[Records from a collection]
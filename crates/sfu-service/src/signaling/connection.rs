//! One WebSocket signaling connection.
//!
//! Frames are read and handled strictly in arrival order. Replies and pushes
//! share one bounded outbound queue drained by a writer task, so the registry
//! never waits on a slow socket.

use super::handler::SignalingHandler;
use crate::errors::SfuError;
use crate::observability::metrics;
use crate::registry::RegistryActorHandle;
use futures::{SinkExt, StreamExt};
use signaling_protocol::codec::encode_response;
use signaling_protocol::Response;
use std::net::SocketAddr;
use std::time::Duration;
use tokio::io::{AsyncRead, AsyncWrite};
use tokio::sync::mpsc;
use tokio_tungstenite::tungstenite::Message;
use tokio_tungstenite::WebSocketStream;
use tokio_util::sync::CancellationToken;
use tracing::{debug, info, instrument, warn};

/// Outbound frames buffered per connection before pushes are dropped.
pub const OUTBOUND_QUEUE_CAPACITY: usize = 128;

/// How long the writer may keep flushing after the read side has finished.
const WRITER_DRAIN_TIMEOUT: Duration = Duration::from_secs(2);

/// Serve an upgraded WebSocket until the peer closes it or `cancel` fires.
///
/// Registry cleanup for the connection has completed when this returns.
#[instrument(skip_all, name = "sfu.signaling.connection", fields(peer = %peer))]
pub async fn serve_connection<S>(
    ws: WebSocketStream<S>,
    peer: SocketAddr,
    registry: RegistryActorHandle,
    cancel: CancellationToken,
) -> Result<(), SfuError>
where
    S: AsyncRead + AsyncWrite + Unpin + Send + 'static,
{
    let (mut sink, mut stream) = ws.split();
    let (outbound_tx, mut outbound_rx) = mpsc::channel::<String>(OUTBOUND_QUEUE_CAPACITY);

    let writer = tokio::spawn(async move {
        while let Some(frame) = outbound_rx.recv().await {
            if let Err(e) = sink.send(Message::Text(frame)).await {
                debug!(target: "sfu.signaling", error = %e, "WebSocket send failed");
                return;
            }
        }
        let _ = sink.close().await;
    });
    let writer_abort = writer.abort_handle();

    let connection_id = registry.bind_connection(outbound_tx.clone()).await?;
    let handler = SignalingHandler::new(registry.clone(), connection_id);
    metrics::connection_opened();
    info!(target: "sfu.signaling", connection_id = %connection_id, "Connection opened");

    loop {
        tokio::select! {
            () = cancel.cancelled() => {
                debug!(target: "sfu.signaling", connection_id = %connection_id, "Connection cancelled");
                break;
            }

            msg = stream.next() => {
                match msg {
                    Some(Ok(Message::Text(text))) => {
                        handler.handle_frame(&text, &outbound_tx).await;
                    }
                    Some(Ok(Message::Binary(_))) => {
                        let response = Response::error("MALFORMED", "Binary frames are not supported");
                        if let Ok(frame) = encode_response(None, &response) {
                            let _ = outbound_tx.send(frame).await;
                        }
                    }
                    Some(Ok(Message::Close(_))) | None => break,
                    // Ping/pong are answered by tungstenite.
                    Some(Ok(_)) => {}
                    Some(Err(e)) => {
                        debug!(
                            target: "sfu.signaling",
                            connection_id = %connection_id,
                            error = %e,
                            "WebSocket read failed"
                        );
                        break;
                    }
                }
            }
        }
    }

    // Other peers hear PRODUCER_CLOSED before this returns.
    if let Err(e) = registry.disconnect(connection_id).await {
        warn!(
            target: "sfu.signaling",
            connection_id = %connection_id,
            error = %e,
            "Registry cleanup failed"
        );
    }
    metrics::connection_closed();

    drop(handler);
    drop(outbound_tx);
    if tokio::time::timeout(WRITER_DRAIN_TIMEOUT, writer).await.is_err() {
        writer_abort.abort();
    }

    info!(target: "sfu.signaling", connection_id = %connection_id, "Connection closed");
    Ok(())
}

__Problem to work on__.
Your task is to quote the lines above, beginning with the first and ending with the one that holds "metrics::connection_opened();".

__Response__.
filename crates/sfu-service/src/signaling/connection.rs
//! One WebSocket signaling connection.
//!
//! Frames are read and handled strictly in arrival order. Replies and pushes
//! share one bounded outbound queue drained by a writer task, so the registry
//! never waits on a slow socket.

use super::handler::SignalingHandler;
use crate::errors::SfuError;
use crate::observability::metrics;
use crate::registry::RegistryActorHandle;
use futures::{SinkExt, StreamExt};
use signaling_protocol::codec::encode_response;
use signaling_protocol::Response;
use std::net::SocketAddr;
use std::time::Duration;
use tokio::io::{AsyncRead, AsyncWrite};
use tokio::sync::mpsc;
use tokio_tungstenite::tungstenite::Message;
use tokio_tungstenite::WebSocketStream;
use tokio_util::sync::CancellationToken;
use tracing::{debug, info, instrument, warn};

/// Outbound frames buffered per connection before pushes are dropped.
pub const OUTBOUND_QUEUE_CAPACITY: usize = 128;

/// How long the writer may keep flushing after the read side has finished.
const WRITER_DRAIN_TIMEOUT: Duration = Duration::from_secs(2);

/// Serve an upgraded WebSocket until the peer closes it or `cancel` fires.
///
/// Registry cleanup for the connection has completed when this returns.
#[instrument(skip_all, name = "sfu.signaling.connection", fields(peer = %peer))]
pub async fn serve_connection<S>(
    ws: WebSocketStream<S>,
    peer: SocketAddr,
    registry: RegistryActorHandle,
    cancel: CancellationToken,
) -> Result<(), SfuError>
where
    S: AsyncRead + AsyncWrite + Unpin + Send + 'static,
{
    let (mut sink, mut stream) = ws.split();
    let (outbound_tx, mut outbound_rx) = mpsc::channel::<String>(OUTBOUND_QUEUE_CAPACITY);

    let writer = tokio::spawn(async move {
        while let Some(frame) = outbound_rx.recv().await {
            if let Err(e) = sink.send(Message::Text(frame)).await {
                debug!(target: "sfu.signaling", error = %e, "WebSocket send failed");
                return;
            }
        }
        let _ = sink.close().await;
    });
    let writer_abort = writer.abort_handle();

    let connection_id = registry.bind_connection(outbound_tx.clone()).await?;
    let handler = SignalingHandler::new(registry.clone(), connection_id);
    metrics::connection_opened();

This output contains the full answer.